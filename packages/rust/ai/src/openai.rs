//! OpenAI chat completions backend.
//!
//! The system prompt travels as the first message of the history.

use reqwest::Client;
use reqwest::header::{AUTHORIZATION, HeaderMap, HeaderValue};
use serde::{Deserialize, Serialize};
use tracing::debug;

use seowriter_shared::{ProviderConfig, Result, SeoWriterError};

use crate::error::AttemptError;
use crate::message::{Message, TurnRequest};

pub(crate) struct OpenAiBackend {
    client: Client,
    endpoint: String,
}

#[derive(Serialize)]
struct OpenAiRequest<'a> {
    model: &'a str,
    messages: &'a [Message],
    max_tokens: u32,
    temperature: f32,
}

#[derive(Deserialize)]
struct OpenAiResponse {
    #[serde(default)]
    choices: Vec<OpenAiChoice>,
}

#[derive(Deserialize)]
struct OpenAiChoice {
    message: OpenAiMessage,
}

#[derive(Deserialize)]
struct OpenAiMessage {
    #[serde(default)]
    content: Option<String>,
}

impl OpenAiBackend {
    pub(crate) fn new(config: &ProviderConfig) -> Result<Self> {
        let mut auth = HeaderValue::from_str(&format!("Bearer {}", config.credential))
            .map_err(|_| SeoWriterError::ChatInit("OpenAI API key contains invalid characters".into()))?;
        auth.set_sensitive(true);

        let mut headers = HeaderMap::new();
        headers.insert(AUTHORIZATION, auth);

        let client = Client::builder()
            .default_headers(headers)
            .timeout(config.timeout)
            .build()
            .map_err(|e| SeoWriterError::ChatInit(format!("failed to build OpenAI client: {e}")))?;

        Ok(Self {
            client,
            endpoint: format!("{}/chat/completions", config.base_url.trim_end_matches('/')),
        })
    }

    pub(crate) async fn complete(&self, req: &TurnRequest<'_>) -> std::result::Result<String, AttemptError> {
        let body = OpenAiRequest {
            model: req.model,
            messages: req.messages,
            max_tokens: req.max_tokens,
            temperature: req.temperature,
        };

        let response = self
            .client
            .post(&self.endpoint)
            .json(&body)
            .send()
            .await
            .map_err(AttemptError::from_transport)?;

        let status = response.status();
        if !status.is_success() {
            let text = response.text().await.unwrap_or_default();
            debug!(%status, body = %text, "OpenAI returned error status");
            return Err(AttemptError::from_status(status));
        }

        let decoded: OpenAiResponse = response
            .json()
            .await
            .map_err(|e| AttemptError::Unexpected(format!("invalid response body: {e}")))?;

        decoded
            .choices
            .into_iter()
            .next()
            .and_then(|c| c.message.content)
            .ok_or_else(|| AttemptError::Unexpected("response contained no message content".into()))
    }
}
════════════════
* _WHAT IS REQUIRED_
Repeat the records above line by line, from the first line through the line that contains "use tracing::debug;".

* _OUTPUT FOR THIS EXERCISE_
filename packages/rust/ai/src/openai.rs
//! OpenAI chat completions backend.
//!
//! The system prompt travels as the first message of the history.

use reqwest::Client;
use reqwest::header::{AUTHORIZATION, HeaderMap, HeaderValue};
use serde::{Deserialize, Serialize};
use tracing::debug;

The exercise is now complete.